One occasional part of my job is that I get to go on-site with our clients and work with them.  In the recent past this has manifested itself as a mentoring/coaching session for our Rapid ID/Development platform because I'm ex-officio the resident platform expert and arguably the senior Instructional Design resource in-house.

Yesterday was a case in point.  I was tasked to do an on-site session for a client (something they were actually paying for as a professional service within one of their projects).  The original plan was to do some coaching on some specifics for managing updates to the courses we built for them, but through some fortunate happenstance, it didn't work out that way.

So instead of playing trainer/coach, I got to play Learning Consulant for the first half of the day.  The L&D Manager at the client decided that we should take a look at a Harassment & Discrimination document instead to see what we could or should do with it. 

I felt like an old war-horse pricking up his ears when hearing the sound of bugles or distant musket fire.  Excited, and chomping at the bit to get going! a small group we took the time to dissect the source content they were planning to put online, and I got the participants to mentally free themselves of constraints and put out different ideas.  (What I said to them, was this, "make your ideas so far out of the box you can't see the box with a telescope.")

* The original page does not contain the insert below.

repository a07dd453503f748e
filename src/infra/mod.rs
pub mod config;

And, wow...did we get some great ideas.

What did I get from it, you may ask?

Energy.  HUGE amounts of energy.  I revel in this creative process and stepping past the basics of content development and moving up a level to examine things as a program or continuous process.  We stopped thinking of this e-learning content as an event and they started seeing all the contributing pieces that support the learning (formal and informal).  I'm also encouraged when L&D professionals don't get all freaked out when the concepts of internal discussions or polling, or Social Media get raised as possibilities.  I'm equally encouraged when they see that there are other players in the learning process, like Internal Communications to promote and generate awareness/interest.

Yesterday reminded me that sometimes we do need to get away from event-based thinking and get way, way outside of the box.  Sometimes the "impossible" is really just "difficult, but do-able if we really work at it because it's worth it."

As Peter Block says, "change the conversation."

I felt inspired...and it was a day when I really needed it. Thanks to my clients and a little un-planning, we turned a predictable day into an energizing morning with lots of momentum for a focused, practical afternoon.